Exercise = List all lines of the data containing the word "that".

Dataset =
#####
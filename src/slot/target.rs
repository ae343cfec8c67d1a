// SPDX-License-Identifier: Apache-2.0 OR MIT
// Copyright (c) 2025-2026 naskel.com

//! Target-side slot table (spec §4.3): owns the cached response needed to
//! answer a retry without re-running the application.

use parking_lot::Mutex;

use crate::exchange::ExchangeId;
use crate::serial::SerialNumber;
use crate::slot::SlotFailure;

/// A completed command's response, retained so a retry of it can be answered
/// without re-executing the application.
#[derive(Debug, Clone)]
pub struct CachedResponse {
    pub exchange_id: ExchangeId,
    pub slot_sn: SerialNumber,
    pub response: Vec<u8>,
}

#[derive(Debug, Clone, Default)]
struct TargetSlot {
    /// SlotSN of the most recently accepted command over this slot (the
    /// "next expected" is this value plus one).
    slot_sn: SerialNumber,
    /// ExchangeID currently executing over this slot, if any.
    active: Option<ExchangeId>,
    cached: Option<CachedResponse>,
}

/// Result of a successful reservation: the caller must finalize `evicted`
/// (the previously cached command, if any) since its cache slot was just
/// reused.
#[derive(Debug)]
pub struct Reservation {
    pub evicted: Option<CachedResponse>,
}

struct Inner {
    slots: Vec<TargetSlot>,
    current_max: u32,
    target: u32,
    /// Set while downsizing: bit `k` records that a response has been sent
    /// over slot `k` since the downsize began, proving the peer has seen
    /// flow-control fields reflecting the new `target`.
    announced: Option<Vec<bool>>,
}

impl Inner {
    fn grow_to(&mut self, new_len: u32) {
        let new_len = new_len as usize;
        if new_len > self.slots.len() {
            self.slots.resize(new_len, TargetSlot::default());
        }
    }
}

/// Bounded table of slots the target tracks state for, keyed by the slot ID
/// the initiator chose.
pub struct TargetSlotTable {
    inner: Mutex<Inner>,
}

impl TargetSlotTable {
    #[must_use]
    pub fn new(capacity: u32) -> Self {
        let len = capacity as usize;
        Self {
            inner: Mutex::new(Inner {
                slots: vec![TargetSlot::default(); len],
                current_max: capacity.saturating_sub(1),
                target: capacity.saturating_sub(1),
                announced: None,
            }),
        }
    }

    /// Attempt to admit `command` (identified by `exchange_id`) onto
    /// `slot_id` at `slot_sn`, with the peer's advertised
    /// `max_slot_id_in_use` for bounds checking.
    pub fn reserve(
        &self,
        slot_id: u32,
        slot_sn: SerialNumber,
        exchange_id: ExchangeId,
        max_slot_id_in_use: u32,
    ) -> Result<Reservation, SlotFailure> {
        let mut inner = self.inner.lock();

        if slot_id > inner.current_max {
            return Err(SlotFailure::SlotIdInvalid);
        }
        if max_slot_id_in_use > inner.current_max {
            return Err(SlotFailure::SlotMaxInvalid);
        }

        self.maybe_truncate_for_downsize(&mut inner, slot_id, max_slot_id_in_use);

        let expected = inner.slots[slot_id as usize].slot_sn.succ();
        let current = inner.slots[slot_id as usize].slot_sn;

        if slot_sn == expected {
            let slot = &mut inner.slots[slot_id as usize];
            let evicted = slot.cached.take();
            slot.active = Some(exchange_id);
            slot.slot_sn = slot_sn;
            Ok(Reservation { evicted })
        } else if slot_sn == current {
            let same_exchange = inner.slots[slot_id as usize]
                .cached
                .as_ref()
                .is_some_and(|c| c.exchange_id == exchange_id);
            if same_exchange {
                // True retry of the already-cached command: the caller
                // should serve the cached response, not reserve anew.
                Err(SlotFailure::SlotSeqMisordered)
            } else {
                Err(SlotFailure::SlotFalseRetry)
            }
        } else {
            Err(SlotFailure::SlotSeqMisordered)
        }
    }

    /// Fetch the cached response for a retry over `slot_id`, if its
    /// ExchangeID matches.
    pub fn cached_response(&self, slot_id: u32, exchange_id: ExchangeId) -> Option<CachedResponse> {
        let inner = self.inner.lock();
        inner.slots.get(slot_id as usize).and_then(|s| {
            s.cached
                .as_ref()
                .filter(|c| c.exchange_id == exchange_id)
                .cloned()
        })
    }

    /// Record that the application finished executing the active command on
    /// `slot_id`, caching its response for future retries.
    pub fn complete(&self, slot_id: u32, response: CachedResponse) {
        let mut inner = self.inner.lock();
        let slot = &mut inner.slots[slot_id as usize];
        slot.active = None;
        slot.cached = Some(response);
    }

    /// Begin a controlled downsize: mark `target` and allocate a fresh
    /// announcement bitmap over `[0, current_max]`, discarding any prior one.
    pub fn begin_downsize(&self, target: u32) {
        let mut inner = self.inner.lock();
        let len = inner.current_max as usize + 1;
        inner.target = target;
        inner.announced = Some(vec![false; len]);
    }

    /// Record that a response was just sent over `slot_id` while downsizing.
    pub fn mark_response_sent(&self, slot_id: u32) {
        let mut inner = self.inner.lock();
        if let Some(bits) = inner.announced.as_mut() {
            if let Some(bit) = bits.get_mut(slot_id as usize) {
                *bit = true;
            }
        }
    }

    /// Upsize takes effect immediately.
    pub fn upsize(&self, target: u32) {
        let mut inner = self.inner.lock();
        inner.grow_to(target + 1);
        inner.current_max = target;
        inner.target = target;
        inner.announced = None;
    }

    fn maybe_truncate_for_downsize(&self, inner: &mut Inner, slot_id: u32, max_slot_id_in_use: u32) {
        let Some(bits) = inner.announced.as_ref() else {
            return;
        };
        let target = inner.target;
        if max_slot_id_in_use < target && bits.get(slot_id as usize).copied().unwrap_or(false) {
            inner.slots.truncate(target as usize + 1);
            inner.current_max = target;
            inner.announced = None;
        }
    }

    #[must_use]
    pub fn current_max(&self) -> u32 {
        self.inner.lock().current_max
    }
}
#####
Output of the exercise =
    /// Set while downsizing: bit `k` records that a response has been sent
    /// Record that the application finished executing the active command on
    /// Record that a response was just sent over `slot_id` while downsizing.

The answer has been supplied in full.